> [Assignment] What is needed is every line of the data that includes the word "OptimizerBase". Please copy each one.

> [Given records]
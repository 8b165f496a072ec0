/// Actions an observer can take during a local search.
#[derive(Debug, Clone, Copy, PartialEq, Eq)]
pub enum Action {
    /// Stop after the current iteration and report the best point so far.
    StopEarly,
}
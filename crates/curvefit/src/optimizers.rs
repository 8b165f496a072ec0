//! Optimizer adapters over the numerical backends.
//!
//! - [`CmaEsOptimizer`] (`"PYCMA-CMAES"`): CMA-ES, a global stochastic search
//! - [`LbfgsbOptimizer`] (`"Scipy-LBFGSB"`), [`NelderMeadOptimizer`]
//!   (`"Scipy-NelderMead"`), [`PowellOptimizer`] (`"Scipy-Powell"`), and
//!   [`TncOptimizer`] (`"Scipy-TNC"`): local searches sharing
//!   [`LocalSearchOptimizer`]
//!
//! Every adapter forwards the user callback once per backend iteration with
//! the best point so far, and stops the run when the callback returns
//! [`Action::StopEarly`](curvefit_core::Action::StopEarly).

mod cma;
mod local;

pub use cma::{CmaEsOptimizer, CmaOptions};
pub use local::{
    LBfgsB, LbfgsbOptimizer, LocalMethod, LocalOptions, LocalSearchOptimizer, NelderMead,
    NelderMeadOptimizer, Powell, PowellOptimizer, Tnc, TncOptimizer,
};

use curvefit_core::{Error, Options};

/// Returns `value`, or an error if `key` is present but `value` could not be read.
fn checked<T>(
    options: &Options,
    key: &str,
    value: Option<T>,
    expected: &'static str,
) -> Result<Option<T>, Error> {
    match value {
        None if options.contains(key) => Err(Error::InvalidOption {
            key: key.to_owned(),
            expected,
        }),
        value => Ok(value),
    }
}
* * *
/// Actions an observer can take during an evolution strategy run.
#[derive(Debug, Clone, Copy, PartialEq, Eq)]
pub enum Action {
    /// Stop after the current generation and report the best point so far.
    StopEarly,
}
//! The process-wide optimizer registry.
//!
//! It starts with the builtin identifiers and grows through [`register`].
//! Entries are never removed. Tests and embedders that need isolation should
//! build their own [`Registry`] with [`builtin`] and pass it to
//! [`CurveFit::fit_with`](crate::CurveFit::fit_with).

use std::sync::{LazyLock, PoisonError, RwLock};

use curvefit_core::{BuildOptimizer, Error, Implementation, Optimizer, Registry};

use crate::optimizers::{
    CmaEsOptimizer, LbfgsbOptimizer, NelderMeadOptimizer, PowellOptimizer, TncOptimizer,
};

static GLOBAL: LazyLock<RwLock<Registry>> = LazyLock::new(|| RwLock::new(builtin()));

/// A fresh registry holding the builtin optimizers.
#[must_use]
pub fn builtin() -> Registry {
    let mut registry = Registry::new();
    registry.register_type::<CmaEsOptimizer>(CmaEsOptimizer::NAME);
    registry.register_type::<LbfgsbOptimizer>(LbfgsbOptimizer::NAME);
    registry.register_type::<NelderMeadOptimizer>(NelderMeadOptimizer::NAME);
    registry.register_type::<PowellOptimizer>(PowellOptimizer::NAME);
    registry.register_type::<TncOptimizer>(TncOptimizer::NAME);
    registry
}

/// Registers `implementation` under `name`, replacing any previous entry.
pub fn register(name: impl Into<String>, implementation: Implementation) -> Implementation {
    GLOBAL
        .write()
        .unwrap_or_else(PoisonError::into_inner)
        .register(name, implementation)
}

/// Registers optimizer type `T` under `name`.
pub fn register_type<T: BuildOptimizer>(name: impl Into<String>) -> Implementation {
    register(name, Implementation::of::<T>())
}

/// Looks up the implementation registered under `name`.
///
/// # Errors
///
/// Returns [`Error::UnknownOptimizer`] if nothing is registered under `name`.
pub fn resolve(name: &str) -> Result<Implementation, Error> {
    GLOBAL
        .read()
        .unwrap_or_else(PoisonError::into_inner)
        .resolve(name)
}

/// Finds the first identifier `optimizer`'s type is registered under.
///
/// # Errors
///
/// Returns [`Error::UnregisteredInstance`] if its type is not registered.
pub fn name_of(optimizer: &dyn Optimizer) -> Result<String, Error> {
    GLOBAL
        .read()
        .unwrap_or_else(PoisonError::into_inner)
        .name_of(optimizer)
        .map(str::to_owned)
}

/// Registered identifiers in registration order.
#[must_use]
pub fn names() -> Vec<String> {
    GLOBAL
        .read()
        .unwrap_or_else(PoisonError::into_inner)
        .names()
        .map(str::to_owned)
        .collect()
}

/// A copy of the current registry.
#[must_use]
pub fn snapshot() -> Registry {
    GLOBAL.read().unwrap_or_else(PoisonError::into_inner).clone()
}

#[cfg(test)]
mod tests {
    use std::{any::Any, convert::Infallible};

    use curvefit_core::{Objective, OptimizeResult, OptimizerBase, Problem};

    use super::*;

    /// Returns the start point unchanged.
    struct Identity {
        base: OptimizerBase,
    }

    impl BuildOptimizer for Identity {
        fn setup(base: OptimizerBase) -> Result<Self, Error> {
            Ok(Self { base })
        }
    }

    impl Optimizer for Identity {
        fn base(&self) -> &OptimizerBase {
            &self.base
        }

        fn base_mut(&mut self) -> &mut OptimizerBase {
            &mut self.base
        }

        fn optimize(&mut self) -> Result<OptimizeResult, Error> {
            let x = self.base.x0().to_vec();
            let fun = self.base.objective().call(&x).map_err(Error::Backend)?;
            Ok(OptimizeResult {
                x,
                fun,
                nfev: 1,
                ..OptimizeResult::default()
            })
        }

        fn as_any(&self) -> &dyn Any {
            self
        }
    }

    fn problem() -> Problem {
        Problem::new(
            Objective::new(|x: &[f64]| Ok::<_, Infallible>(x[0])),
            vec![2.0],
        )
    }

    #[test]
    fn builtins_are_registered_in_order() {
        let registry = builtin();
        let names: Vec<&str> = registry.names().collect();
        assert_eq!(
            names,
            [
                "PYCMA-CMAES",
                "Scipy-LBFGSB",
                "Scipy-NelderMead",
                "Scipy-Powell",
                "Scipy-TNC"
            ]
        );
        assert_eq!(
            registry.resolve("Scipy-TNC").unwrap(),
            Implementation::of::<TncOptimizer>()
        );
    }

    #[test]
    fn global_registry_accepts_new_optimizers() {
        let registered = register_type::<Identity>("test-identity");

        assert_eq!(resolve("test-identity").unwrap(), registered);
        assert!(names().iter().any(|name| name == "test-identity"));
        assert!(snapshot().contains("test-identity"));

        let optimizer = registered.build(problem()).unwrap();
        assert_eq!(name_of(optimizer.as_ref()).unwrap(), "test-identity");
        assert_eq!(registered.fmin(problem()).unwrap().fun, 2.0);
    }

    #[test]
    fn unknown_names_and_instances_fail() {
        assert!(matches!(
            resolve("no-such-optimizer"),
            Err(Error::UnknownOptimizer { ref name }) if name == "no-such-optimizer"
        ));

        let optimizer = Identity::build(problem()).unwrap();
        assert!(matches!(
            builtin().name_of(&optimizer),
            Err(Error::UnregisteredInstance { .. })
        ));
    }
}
==
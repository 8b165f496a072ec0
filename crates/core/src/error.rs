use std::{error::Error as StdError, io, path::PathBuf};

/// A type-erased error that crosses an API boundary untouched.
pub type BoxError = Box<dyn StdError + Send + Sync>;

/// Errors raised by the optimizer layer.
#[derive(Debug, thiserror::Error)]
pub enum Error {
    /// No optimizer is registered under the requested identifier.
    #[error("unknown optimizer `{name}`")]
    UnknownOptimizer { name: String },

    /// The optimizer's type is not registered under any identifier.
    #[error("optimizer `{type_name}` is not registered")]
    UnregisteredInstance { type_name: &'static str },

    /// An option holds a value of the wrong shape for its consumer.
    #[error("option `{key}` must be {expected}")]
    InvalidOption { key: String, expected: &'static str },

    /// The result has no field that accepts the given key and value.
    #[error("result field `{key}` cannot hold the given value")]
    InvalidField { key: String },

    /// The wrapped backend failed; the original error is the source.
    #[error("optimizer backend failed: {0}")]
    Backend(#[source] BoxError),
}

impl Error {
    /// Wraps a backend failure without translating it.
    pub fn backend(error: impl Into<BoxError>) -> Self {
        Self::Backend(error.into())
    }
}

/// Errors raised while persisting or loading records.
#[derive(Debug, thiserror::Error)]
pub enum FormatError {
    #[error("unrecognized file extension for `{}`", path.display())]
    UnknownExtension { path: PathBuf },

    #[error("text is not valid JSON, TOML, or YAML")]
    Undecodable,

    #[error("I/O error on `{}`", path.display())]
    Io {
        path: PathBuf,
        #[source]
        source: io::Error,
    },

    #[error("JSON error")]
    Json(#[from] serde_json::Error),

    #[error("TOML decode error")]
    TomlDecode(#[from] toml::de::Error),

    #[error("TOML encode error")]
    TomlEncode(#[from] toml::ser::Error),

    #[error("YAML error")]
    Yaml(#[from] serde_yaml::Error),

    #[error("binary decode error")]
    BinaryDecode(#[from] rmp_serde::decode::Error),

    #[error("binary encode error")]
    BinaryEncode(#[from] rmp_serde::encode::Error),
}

> [Output of the exercise]
    use curvefit_core::{Objective, OptimizeResult, OptimizerBase, Problem};
        base: OptimizerBase,
        fn setup(base: OptimizerBase) -> Result<Self, Error> {
        fn base(&self) -> &OptimizerBase {
        fn base_mut(&mut self) -> &mut OptimizerBase {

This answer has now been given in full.